Brief → Report each line from the records where the string "CompareArgs" turns up.

===== Entries supplied

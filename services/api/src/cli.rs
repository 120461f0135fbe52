use crate::demo::{run_compare, run_demo, run_score, CompareArgs, DemoArgs, ScoreArgs};
use crate::infra::parse_reference_model;
use crate::server;
use clap::{Args, Parser, Subcommand};
use leasing_core::error::AppError;
use std::path::PathBuf;

#[derive(Parser, Debug)]
#[command(
    name = "Leasing Inventory Reconciler",
    about = "Stage, review and apply dealer inventory extractions and score lease offers",
    version
)]
struct Cli {
    #[command(subcommand)]
    command: Option<Command>,
}

#[derive(Subcommand, Debug)]
enum Command {
    /// Start the HTTP service (default command)
    Serve(ServeArgs),
    /// Diff an extraction JSON file against an inventory CSV and print the change set
    Compare(CompareArgs),
    /// Score a single lease offer
    Score(ScoreArgs),
    /// Run an end-to-end demo: stage, apply and rescore a sample dealer
    Demo(DemoArgs),
}

#[derive(Args, Debug, Default)]
pub(crate) struct ServeArgs {
    /// Override the configured host for the HTTP server
    #[arg(long)]
    pub(crate) host: Option<String>,
    /// Override the configured port for the HTTP server
    #[arg(long)]
    pub(crate) port: Option<u16>,
    /// Inventory CSV used to seed the in-memory store
    #[arg(long)]
    pub(crate) inventory_csv: Option<PathBuf>,
    /// Dealer the seeded inventory belongs to
    #[arg(long, default_value = "dealer-1")]
    pub(crate) dealer: String,
    /// Additional MAKE/MODEL pairs new listings may be created for
    #[arg(long = "reference-model", value_parser = parse_reference_model)]
    pub(crate) reference_models: Vec<(String, String)>,
}

pub(crate) async fn run() -> Result<(), AppError> {
    let cli = Cli::parse();
    let command = cli.command.unwrap_or_else(|| {
        Command::Serve(ServeArgs {
            dealer: "dealer-1".to_string(),
            ..ServeArgs::default()
        })
    });

    match command {
        Command::Serve(args) => server::run(args).await,
        Command::Compare(args) => run_compare(args),
        Command::Score(args) => run_score(args),
        Command::Demo(args) => run_demo(args).await,
    }
}
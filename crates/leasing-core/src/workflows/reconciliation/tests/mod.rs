mod common;
mod comparator;
mod service;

==========

Reply →
use crate::demo::{run_compare, run_demo, run_score, CompareArgs, DemoArgs, ScoreArgs};
    Compare(CompareArgs),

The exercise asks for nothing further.